Australian superfunds ‘start from position of negativity’ when considering agriculture

Roc Partners partner Frank Barillaro said that many blue-ribbon Australian farmland assets sold to offshore investors may never come back into domestic hands, with superfunds still reluctant to participate in the market.

International investors are more attracted to the opportunities presented by Australian agriculture while domestic superannuation funds are still primarily concerned with the sector’s risks, an Australian fund manager has said.

Speaking at an Agribusiness Australia event in Sydney earlier this month, Frank Barillaro, a partner at private equity firm Roc Partners, said that he still found conversations with overseas institutional investors “easier” given ongoing hesitancy to invest in the asset class among domestic LPs.

Roc Partners has been successful in raising capital from Australian superannuation funds, with Aware Super and Cbus among its investors. The firm has said that 99 percent of its agricultural investor base is in Australian. It reached a A$40 million ($28 million; €27 million) first close on its inaugural agriculture-focused fund in 2021.

“When you’re speaking to Australian investors, it’s a conversation about what can go wrong, because all we hear in the press [here] is drought, floods and bushfires. Whereas the conversation in the US and Europe is completely different: it’s all about how Australian agriculture is clean, green and a place you want to be,” Barillaro said.

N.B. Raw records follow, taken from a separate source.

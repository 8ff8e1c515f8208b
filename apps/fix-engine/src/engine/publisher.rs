//! Republishing of applied events to downstream subscribers.

use tokio::sync::mpsc;
use tracing::warn;

use crate::domain::events::Event;

/// Receives every event the engine applies, in processing order.
pub trait EventPublisher: Send {
    /// Publish one applied event. Delivery is at-least-once; failures
    /// are the implementation's problem and must not stall the engine.
    fn publish(&self, event: Event);
}

/// Discards every event. Useful for tests and tooling.
#[derive(Debug, Clone, Copy, Default)]
pub struct NoOpPublisher;

impl EventPublisher for NoOpPublisher {
    fn publish(&self, _event: Event) {}
}

/// Publishes events onto an unbounded channel, preserving order.
#[derive(Debug, Clone)]
pub struct ChannelPublisher {
    sender: mpsc::UnboundedSender<Event>,
}

impl ChannelPublisher {
    /// Create a publisher and the receiving half for subscribers.
    #[must_use]
    pub fn new() -> (Self, mpsc::UnboundedReceiver<Event>) {
        let (sender, receiver) = mpsc::unbounded_channel();
        (Self { sender }, receiver)
    }
}

impl EventPublisher for ChannelPublisher {
    fn publish(&self, event: Event) {
        if self.sender.send(event).is_err() {
            warn!("event subscriber dropped; event discarded");
        }
    }
}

“So, we’ve found that bringing Australians up the curve, you’re starting form a position of negativity. We’ve found the conversations offshore much easier, and there’s a lot more appetite for offshore capital to come into Australia than the other way around.

“And that, I think, is a shame because we’re seeing a lot of blue-ribbon assets being traded in Australian ag, particularly over the last two or three years, and it’s all going to offshore capital. I think a lot of those assets, once they’ve traded will never come back into Australian hands. The North Americans have done really well in Australia by buying long-dated assets with long-dated cashflows, [that are an] inflation hedge, negatively correlated. They’re taking the longer-term view.”

Despite this, Roc Partners has acquired several high-profile assets for its Australian investors, including wagyu beef producer Stone Axe Pastoral Company, chicken producer ProTen, glasshouse operator Flavorite and the Lachlan River Almonds business.

Liquidity through credit funds

Dan O’Donoghue, head of private credit at debt investor Merricks Capital who was also speaking at the event, said that Australian superfunds were suffering from a “liquidity matching problem” that was preventing them from investing in agriculture at a larger scale – and that private credit funds like those Merricks manages have proved popular. The firm launched its first dedicated agriculture credit fund in 2021.

“Investors in our fund have underlying liquidity, so they get a predictable return plus redemption of 30 days rather than 20 years’ investment horizon or however long it takes to sell a property. Investors have liquidity in the underlying asset of the fund, which is the loans, and those roll off over 12-18 months or two years,” he said.

“Superannuation funds tell us that underlying liquidity is good for them because, particularly with these institutional superfunds, it’s a liquidity matching problem. Their capital is not like the North American pension funds that have defined benefit schemes – in Australia, they might get a run on the fund where they might need to pay money out.”

Barillaro added that scale was also still a problem for many Australian investors, but that rising asset values were helping to create larger deals that can attract more interest.

“Size and scale enables a lot of the bigger end of town to look at transactions. With a number of investors, if you’re talking sub-A$100 million, it’s not even worth a conversation. A lot of the big institutional capital is looking for bigger-scale investments. Asset values inflating helps that conversation because you can present bigger deals to different investors,” he said.